EMERYVILLE -- What started as children playing music for their mom in the hopes of keeping her declining memory sharp has blossomed into a regularly held community event in the East Bay.
The event happens at Watermark by the Bay, an Emeryville senior living facility. Its impact has been profound.
"Singing – I love it, I love it, I love it!" enthused resident Cathy Sousae.
Music is a powerful thing. It can make memories, and sometimes, it can bring back memories. Even for those who struggle to remember, like Cathy, who has dementia.
"I love it when they sing with us," she said.
Her sons William and Jim, along with William's wife Jennifer, show up to sing and play music with her and the community every Thursday.
"When I see her, it just gives me a lot of joy to see her celebrating," William said.
Numerous studies have shown music can help improve mood, behavior, and even cognitive function in some people with dementia. William says he sees that first-hand with his mom. While she struggles with dementia, she doesn't miss a beat with the music – and often remembers all of the lyrics to songs.

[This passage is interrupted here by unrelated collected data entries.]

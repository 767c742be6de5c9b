//! YAML configuration of ports, protocols and the bus connection.
//!
//! ```yaml
//! ports:
//!   - name: com1
//!     device: /dev/ttyS1
//!     kind: rs485
//!     baud_rate: 9600
//!     de_pin: 914
//!     role: iec101
//!   - name: com2
//!     device: /dev/ttyUSB0
//!     kind: uart
//!     baud_rate: 115200
//! protocols:
//!   - id: custom23
//!     framing: { type: delimited, head: 170, tail: 85 }
//! bindings:
//!   - port: com2
//!     protocol: custom23
//! default_protocol: custom23
//! ```

use std::collections::HashSet;
use std::fs;
use std::io;
use std::path::{Path, PathBuf};
use std::time::Duration;

use serde::{Deserialize, Serialize};
use snafu::{ensure, OptionExt, ResultExt, Snafu};

use crate::agent::AgentConfig;

const REQUEST_TOPIC_PREFIX: &str = "edgex/service/command/request/device_uart";
const DATA_TOPIC_PREFIX: &str = "edgex/service/data/device_uart";

/// Topic carrying commands for ports bound to `protocol`.
pub fn request_topic(protocol: &str) -> String {
    format!("{}/{}", REQUEST_TOPIC_PREFIX, protocol)
}

/// Topic frames of `protocol` are published on.
pub fn data_topic(protocol: &str) -> String {
    format!("{}/{}", DATA_TOPIC_PREFIX, protocol)
}

#[derive(Debug, Snafu)]
pub enum Error {
    #[snafu(display("Can't read {}: {}", path.display(), source))]
    Read { path: PathBuf, source: io::Error },
    #[snafu(display("Invalid configuration: {}", source))]
    Parse { source: serde_yaml::Error },
    #[snafu(display("Port {} is defined twice", name))]
    DuplicatePort { name: String },
    #[snafu(display("Protocol {} is defined twice", id))]
    DuplicateProtocol { id: String },
    #[snafu(display("Port {} is rs485 but has no de_pin", name))]
    MissingDePin { name: String },
    #[snafu(display("Binding refers to unknown port {}", name))]
    UnknownPort { name: String },
    #[snafu(display("Unknown protocol {}", id))]
    UnknownProtocol { id: String },
    #[snafu(display("Bridge port {} has no binding and there is no default protocol", name))]
    NoProtocol { name: String },
}

#[derive(Debug, Copy, Clone, PartialEq, Eq, Serialize, Deserialize)]
#[serde(rename_all = "snake_case")]
pub enum PortKind {
    Uart,
    Rs485,
    Rs232,
}

/// What runs on top of the port.
#[derive(Debug, Copy, Clone, PartialEq, Eq, Default, Serialize, Deserialize)]
#[serde(rename_all = "snake_case")]
pub enum PortRole {
    /// IEC101 outstation.
    Iec101,
    /// Frames of the bound protocols are relayed to the bus.
    #[default]
    Bridge,
}

#[derive(Debug, Clone, PartialEq, Eq, Serialize, Deserialize)]
pub struct PortConfig {
    pub name: String,
    pub device: String,
    pub kind: PortKind,
    #[serde(default = "default_baud_rate")]
    pub baud_rate: u32,
    /// DE/RE GPIO, rs485 only.
    #[serde(default)]
    pub de_pin: Option<u32>,
    #[serde(default = "default_timeout_ms")]
    pub timeout_ms: u64,
    #[serde(default)]
    pub role: PortRole,
}

fn default_baud_rate() -> u32 {
    9600
}

fn default_timeout_ms() -> u64 {
    500
}

impl PortConfig {
    pub fn timeout(&self) -> Duration {
        Duration::from_millis(self.timeout_ms)
    }
}

/// How a protocol's frames are cut out of the byte stream.
#[derive(Debug, Clone, PartialEq, Eq, Serialize, Deserialize)]
#[serde(tag = "type", rename_all = "snake_case")]
pub enum Framing {
    /// `head ... tail`, up to `max_len` bytes including both delimiters.
    Delimited {
        head: u8,
        tail: u8,
        #[serde(default = "default_max_len")]
        max_len: usize,
    },
    /// IEC101 fixed and variable frames.
    Iec101,
    /// Each read is one frame.
    Raw,
}

fn default_max_len() -> usize {
    256
}

#[derive(Debug, Clone, PartialEq, Eq, Serialize, Deserialize)]
pub struct ProtocolConfig {
    pub id: String,
    pub framing: Framing,
    #[serde(default)]
    pub request_topic: Option<String>,
    #[serde(default)]
    pub data_topic: Option<String>,
}

impl ProtocolConfig {
    pub fn request_topic(&self) -> String {
        self.request_topic
            .clone()
            .unwrap_or_else(|| request_topic(&self.id))
    }

    pub fn data_topic(&self) -> String {
        self.data_topic.clone().unwrap_or_else(|| data_topic(&self.id))
    }
}

#[derive(Debug, Clone, PartialEq, Eq, Serialize, Deserialize)]
pub struct Binding {
    pub port: String,
    pub protocol: String,
}

#[derive(Debug, Clone, PartialEq, Eq, Serialize, Deserialize)]
#[serde(default)]
pub struct MqttConfig {
    pub host: String,
    pub port: u16,
    pub client_id: String,
    pub keep_alive_secs: u64,
}

impl Default for MqttConfig {
    fn default() -> Self {
        Self {
            host: "localhost".to_owned(),
            port: 1883,
            client_id: "serial-bridge".to_owned(),
            keep_alive_secs: 30,
        }
    }
}

#[derive(Debug, Clone, PartialEq, Eq, Serialize, Deserialize)]
#[serde(default)]
pub struct Iec101Config {
    pub link_address: u16,
    pub common_address: u16,
    pub file_root: PathBuf,
}

impl Default for Iec101Config {
    fn default() -> Self {
        let agent = AgentConfig::default();
        Self {
            link_address: agent.link_address,
            common_address: agent.common_address,
            file_root: agent.file_root,
        }
    }
}

impl From<&Iec101Config> for AgentConfig {
    fn from(config: &Iec101Config) -> Self {
        AgentConfig {
            link_address: config.link_address,
            common_address: config.common_address,
            file_root: config.file_root.clone(),
        }
    }
}

#[derive(Debug, Clone, PartialEq, Eq, Serialize, Deserialize)]
pub struct Config {
    pub ports: Vec<PortConfig>,
    #[serde(default)]
    pub protocols: Vec<ProtocolConfig>,
    #[serde(default)]
    pub bindings: Vec<Binding>,
    #[serde(default)]
    pub default_protocol: Option<String>,
    #[serde(default)]
    pub mqtt: MqttConfig,
    #[serde(default)]
    pub iec101: Iec101Config,
    #[serde(default = "default_backoff_secs")]
    pub reconnect_backoff_secs: u64,
}

fn default_backoff_secs() -> u64 {
    10
}

impl Config {
    /// Read and validate a configuration file.
    pub fn load(path: impl AsRef<Path>) -> Result<Self, Error> {
        let path = path.as_ref();
        let text = fs::read_to_string(path).context(ReadSnafu { path })?;
        Self::from_yaml(&text)
    }

    pub fn from_yaml(text: &str) -> Result<Self, Error> {
        let config: Config = serde_yaml::from_str(text).context(ParseSnafu)?;
        config.validate()?;
        Ok(config)
    }

    pub fn validate(&self) -> Result<(), Error> {
        let mut names = HashSet::new();
        for port in &self.ports {
            ensure!(
                names.insert(port.name.as_str()),
                DuplicatePortSnafu { name: &port.name }
            );
            ensure!(
                port.kind != PortKind::Rs485 || port.de_pin.is_some(),
                MissingDePinSnafu { name: &port.name }
            );
        }

        let mut ids = HashSet::new();
        for protocol in &self.protocols {
            ensure!(
                ids.insert(protocol.id.as_str()),
                DuplicateProtocolSnafu { id: &protocol.id }
            );
        }

        for binding in &self.bindings {
            ensure!(
                names.contains(binding.port.as_str()),
                UnknownPortSnafu {
                    name: &binding.port
                }
            );
            ensure!(
                ids.contains(binding.protocol.as_str()),
                UnknownProtocolSnafu {
                    id: &binding.protocol
                }
            );
        }

        if let Some(id) = &self.default_protocol {
            ensure!(ids.contains(id.as_str()), UnknownProtocolSnafu { id });
        }

        for port in self.bridge_ports() {
            let bound = self.bindings.iter().any(|b| b.port == port.name);
            ensure!(
                bound || self.default_protocol.is_some(),
                NoProtocolSnafu { name: &port.name }
            );
        }
        Ok(())
    }

    pub fn port(&self, name: &str) -> Option<&PortConfig> {
        self.ports.iter().find(|p| p.name == name)
    }

    pub fn protocol(&self, id: &str) -> Option<&ProtocolConfig> {
        self.protocols.iter().find(|p| p.id == id)
    }

    pub fn bridge_ports(&self) -> impl Iterator<Item = &PortConfig> {
        self.ports.iter().filter(|p| p.role == PortRole::Bridge)
    }

    /// Protocols bound to `port`, falling back to the default protocol.
    pub fn protocols_for_port(&self, port: &str) -> Result<Vec<&ProtocolConfig>, Error> {
        let mut ids: Vec<&str> = self
            .bindings
            .iter()
            .filter(|b| b.port == port)
            .map(|b| b.protocol.as_str())
            .collect();
        if ids.is_empty() {
            if let Some(id) = &self.default_protocol {
                ids.push(id);
            }
        }
        ids.into_iter()
            .map(|id| self.protocol(id).context(UnknownProtocolSnafu { id }))
            .collect()
    }

    /// Bridge ports relaying protocol `id`.
    pub fn ports_for_protocol(&self, id: &str) -> Vec<&str> {
        self.bridge_ports()
            .filter(|port| {
                self.protocols_for_port(&port.name)
                    .map(|protocols| protocols.iter().any(|p| p.id == id))
                    .unwrap_or(false)
            })
            .map(|port| port.name.as_str())
            .collect()
    }

    pub fn reconnect_backoff(&self) -> Duration {
        Duration::from_secs(self.reconnect_backoff_secs)
    }
}

#[cfg(test)]
mod tests {
    use super::*;

    const EXAMPLE: &str = r#"
ports:
  - name: com1
    device: /dev/ttyS1
    kind: rs485
    baud_rate: 9600
    de_pin: 914
    role: iec101
  - name: com2
    device: /dev/ttyUSB0
    kind: uart
    baud_rate: 115200
  - name: com3
    device: /dev/ttyUSB1
    kind: rs232
protocols:
  - id: custom23
    framing: { type: delimited, head: 170, tail: 85 }
  - id: meter
    framing: { type: iec101 }
    data_topic: plant/meter
  - id: raw
    framing: { type: raw }
bindings:
  - port: com2
    protocol: meter
  - port: com2
    protocol: raw
default_protocol: custom23
mqtt:
  host: broker.local
iec101:
  link_address: 3
"#;

    #[test]
    fn test_parse_example() {
        let config = Config::from_yaml(EXAMPLE).unwrap();
        assert_eq!(config.ports.len(), 3);
        let com1 = config.port("com1").unwrap();
        assert_eq!(com1.kind, PortKind::Rs485);
        assert_eq!(com1.role, PortRole::Iec101);
        assert_eq!(com1.timeout(), Duration::from_millis(500));
        assert_eq!(config.port("com3").unwrap().baud_rate, 9600);

        assert_eq!(
            config.protocol("custom23").unwrap().framing,
            Framing::Delimited {
                head: 0xaa,
                tail: 0x55,
                max_len: 256
            }
        );
        assert_eq!(config.mqtt.host, "broker.local");
        assert_eq!(config.mqtt.port, 1883);
        assert_eq!(config.iec101.link_address, 3);
        assert_eq!(config.iec101.common_address, 1);
        assert_eq!(config.reconnect_backoff(), Duration::from_secs(10));
    }

    #[test]
    fn test_bindings_and_default() {
        let config = Config::from_yaml(EXAMPLE).unwrap();
        let ids = |port| -> Vec<String> {
            config
                .protocols_for_port(port)
                .unwrap()
                .iter()
                .map(|p| p.id.clone())
                .collect()
        };
        assert_eq!(ids("com2"), vec!["meter", "raw"]);
        assert_eq!(ids("com3"), vec!["custom23"]);
        assert_eq!(config.ports_for_protocol("custom23"), vec!["com3"]);
        assert_eq!(config.ports_for_protocol("meter"), vec!["com2"]);
        // iec101 ports never relay
        assert!(!config.ports_for_protocol("custom23").contains(&"com1"));
    }

    #[test]
    fn test_topics() {
        let config = Config::from_yaml(EXAMPLE).unwrap();
        let custom = config.protocol("custom23").unwrap();
        assert_eq!(
            custom.request_topic(),
            "edgex/service/command/request/device_uart/custom23"
        );
        assert_eq!(custom.data_topic(), "edgex/service/data/device_uart/custom23");
        assert_eq!(config.protocol("meter").unwrap().data_topic(), "plant/meter");
    }

    #[test]
    fn test_validation_errors() {
        let missing_pin = "ports: [{name: a, device: /dev/x, kind: rs485}]";
        assert!(matches!(
            Config::from_yaml(missing_pin),
            Err(Error::MissingDePin { .. })
        ));

        let duplicate = "ports: [{name: a, device: /dev/x, kind: uart, role: iec101}, \
                         {name: a, device: /dev/y, kind: uart, role: iec101}]";
        assert!(matches!(
            Config::from_yaml(duplicate),
            Err(Error::DuplicatePort { .. })
        ));

        let unbound = "ports: [{name: a, device: /dev/x, kind: uart}]";
        assert!(matches!(
            Config::from_yaml(unbound),
            Err(Error::NoProtocol { .. })
        ));

        let unknown = "ports: [{name: a, device: /dev/x, kind: uart}]\n\
                       bindings: [{port: a, protocol: nope}]";
        assert!(matches!(
            Config::from_yaml(unknown),
            Err(Error::UnknownProtocol { .. })
        ));

        assert!(matches!(
            Config::from_yaml("ports: 3"),
            Err(Error::Parse { .. })
        ));
    }

    #[test]
    fn test_load_file() {
        let dir = tempfile::tempdir().unwrap();
        let path = dir.path().join("bridge.yaml");
        fs::write(&path, EXAMPLE).unwrap();
        assert!(Config::load(&path).is_ok());
        assert!(matches!(
            Config::load(dir.path().join("missing.yaml")),
            Err(Error::Read { .. })
        ));
    }
}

"The music language is the language that speaks to her the most. Verbal language less so," he said. "So as her condition has changed, the music has not. She can still remember the words to the old songs. She responds to the music, maybe even more so than she did before."
William says music has become an important way the family can connect with Cathy.
"I feel like I'm connecting with her again," he said. "That's part of the challenge of somebody with dementia; how do you connect with that person? You used to do it verbally. You used to do it through planning and talking about the past and talking about the future. But all of a sudden, those things don't work anymore. They don't have meaning. So it's hard to connect with mom. But the music is clearly a strong connection."
The weekly dose of music initially started as a Sousae family ritual. However over time, more and more memory-care residents started to show up. Now the Sousae family singalong is a community-wide event, full of participants eager to connect.
"There's a book called 'I'm Still Here.' Sometimes, people with dementia – there's a sense that they're not there anymore. That book that I read kind of convinced me that they're still there, and that people are there. I experience everybody there as there and present, and we're having an experience together with this exchange," William said. "My wife and I have noticed that even people who can't sing the words, they're tapping, they're participating, they're responding."
Even with those who you love the most, it can be hard to find ways to connect when that person has dementia. But through their shared love of music, the Sousae family has found a way to bridge that gap.
"It's just a great way to communicate with mom," William said. "There are some things through dementia that you lose. There are some things I've seen in her that she gains. Her appreciation for music and dancing has increased. In that sense, she's growing in her love and enjoyment of life with the music and dancing. So what does it mean? It means everything."